Western leaders like to claim we live in democracies but that notion doesn't stand up to examination. For a start, democratically voting over every decision is hopelessly inefficient: decisions tend to take forever, involve compromises that prevent anything working in a straightforward manner and pander to the lowest common denominator in a group. Voting, of course, has a broad use in removing hopeless or tyrannical leaders from office. But democratic processes are only useful where they are necessary.
There is another reason democracy is rare in human activity. It is because there are always people who find out that taking power is easier than askingfor it. We all give up power easily — whatever we might like to think. And a lot of the time this is appropriate. If someone knows the path through a swamp you follow him. This is natural behaviour, but the problem is that people in all fields of human activity still tend to respond like mesmerised rabbits to anyone who offers to take responsibility, without checking out that the person really is competent to do so. If someone steals the clothes of the swamp guide and people follow him into the swamp, the likely result is that they will get lost and worse. And this taking of power is exactly what happens in cults. The problems arise because cult leaders promise what they cannot deliver – 'enlightenment', 'security', 'riches', 'happiness' etc. – yet people follow them anyway.
Nevertheless, someone has to run things in any organisation. It is vital, therefore, that leaders in all types of organisation — political, business, educational, religious, social — can be trusted to withstand the development of cultish behaviour in themselves and those around them.
Avoiding dissent
Cults use various methods of indoctrination to keep cult members committed: alternative information about other ideas are banned and denigrated; cult ideals are endlessly promoted; and members are kept busy, thus distracting them from observing their changing state and what’s really going on.
Yet this sort of behaviour also happens all of the time in our ordinary daily life when we involve ourselves in activities that back up our prejudices. We may, for instance, read newspapers that largely agree with and maintain our own views and political prejudices. But this limits our perspective, as we can never understand other points of view if we don’t study them.
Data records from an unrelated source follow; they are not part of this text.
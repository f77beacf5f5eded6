// Copyright 2023-Present Datadog, Inc. https://www.datadoghq.com/
// SPDX-License-Identifier: Apache-2.0

/// Errors raised while starting the ingestion service.
#[derive(Debug, thiserror::Error)]
pub enum ServiceError {
    #[error("Invalid configuration: {0}")]
    InvalidConfig(String),

    #[error("Failed to build HTTP client: {0}")]
    HttpClient(String),

    #[error("Failed to bind listener: {0}")]
    Bind(#[from] std::io::Error),
}

/// Errors raised by a [`DocumentStore`](crate::store::DocumentStore) write.
#[derive(Debug, thiserror::Error)]
pub enum StoreError {
    #[error("HTTP request to document store failed: {0}")]
    Http(#[from] reqwest::Error),

    #[error("Document store returned {status}: {message}")]
    Api { status: u16, message: String },

    #[error("Failed to obtain access token: {0}")]
    Token(String),

    #[error("Malformed document store response: {0}")]
    MalformedResponse(String),
}

/// Broad category of an [`IngestError`], used to pick the diagnostic.
#[derive(Debug, Clone, Copy, PartialEq, Eq)]
pub enum FailureKind {
    /// The event data was not valid base64 or not valid UTF-8.
    Decode,
    /// The envelope or the nested payload was not valid JSON.
    Parse,
    /// Anything else, including store failures.
    Unexpected,
}

/// Terminal failure of a single invocation. Nothing is written when one of
/// these is returned.
#[derive(Debug, thiserror::Error)]
pub enum IngestError {
    #[error("event carries no data field")]
    MissingData,

    #[error("invalid base64 in event data: {0}")]
    Base64(#[from] base64::DecodeError),

    #[error("event data is not valid UTF-8: {0}")]
    Utf8(#[from] std::string::FromUtf8Error),

    #[error("{0}")]
    Json(#[from] serde_json::Error),

    #[error("payload message is not text: {0}")]
    NonTextMessage(serde_json::Value),

    #[error(transparent)]
    Store(#[from] StoreError),
}

impl IngestError {
    pub fn kind(&self) -> FailureKind {
        match self {
            IngestError::Base64(_) | IngestError::Utf8(_) => FailureKind::Decode,
            IngestError::Json(_) => FailureKind::Parse,
            IngestError::MissingData | IngestError::NonTextMessage(_) | IngestError::Store(_) => {
                FailureKind::Unexpected
            }
        }
    }
}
More than one observer has pointed out that the entire medical profession operates, to some extent, like a cult. Medical students quickly realise they have to show allegiance to ‘their’ hospital and consultants may demand absolute loyalty from their teams. Many victims of medical accidents have claimed that the tendency of doctors to stick together makes it impossible to pursue a justified grievance. Similarly, it takes great courage for a member of hospital staff to become a whistle-blower, knowing of the ostracism that may well ensue from the entrenched management. Whistle-blowers in all fields, despite benefiting the common good, tend to lose their jobs.
Denigration
The cult devalues outsiders including those from other cults and anyone who criticises them — including members' families. Again, this has its roots in prehistoric times when a natural caution towards approaching strangers was appropriate; they could be intent on your destruction or be diseased or plain old thieves.
But the cult message massively distorts that survival template to, essentially, “we're safe and everyone else is damned!” So, the logic goes, if you are in the cult, you must be superior to outsiders. Is not your 'superiority' the basic reason for your being in the cult in the first place?
This view can harden even further to, “Outsiders are evil, we are right!” Everything is seen in black and white. No successful cult ever proclaimed, “Maybe we're wrong!”
Once outsiders are declared to be evil, it is a simple step to legitimise rationally whatever needs to be done to destroy or 'save' them. Even torture and killing can become a sanctified activity. This pattern can be seen throughout history — just consider, for instance, the appalling intolerance and cruelty of many conquering people towards those they overran in the past.
And today, stemming from most cultures, including Muslim, Jewish, Christian and atheistic ones, we can see the effects of fundamentalism. Even our own government, steeped in the cult of patriotism, sanctify cruel and inhuman behaviour towards anyone they regard as possible threats — and feel right in doing so. (The cruel way we treat people seeking sanctuary on our shores for example.) Righteousness always makes perpetrators feel good whilst doing shameful acts to others.
Another important cult characteristic is projection, where we see in others a trait we don't want to see in ourselves and then attack them for it. This too is common in ordinary life. A bigot, for example, might say; “I wouldn't listen to him. He's from down south, and all southerners are prejudiced!”
The above does not mean, of course, that one should not point out human folly, corruption or crazy, harmful ideas. It is often helpful to do so.
Are cults harmful?
To remain within the strict mental and social confines of a cult for even a short time can have the following effects:
- Loss of choice and free will
- Diminished intellectual ability, vocabulary and sense of humour
- Reduced use of irony, abstractions and metaphors
- Reduced capacity to form flexible and intimate relationships
- Poor judgement
- Members may become poorer as the cult siphons off their wealth
- Physical deterioration
- Malnutrition
- Hallucinations, panic, dissociation, guilt, identity diffusion and paranoia
- Neurotic, psychotic or suicidal tendencies
Inoculation against cult behaviour
The best way to protect oneself from the more destructive aspects of the human tendency towards cultishness is to be informed about how these groups arise and be aware of why.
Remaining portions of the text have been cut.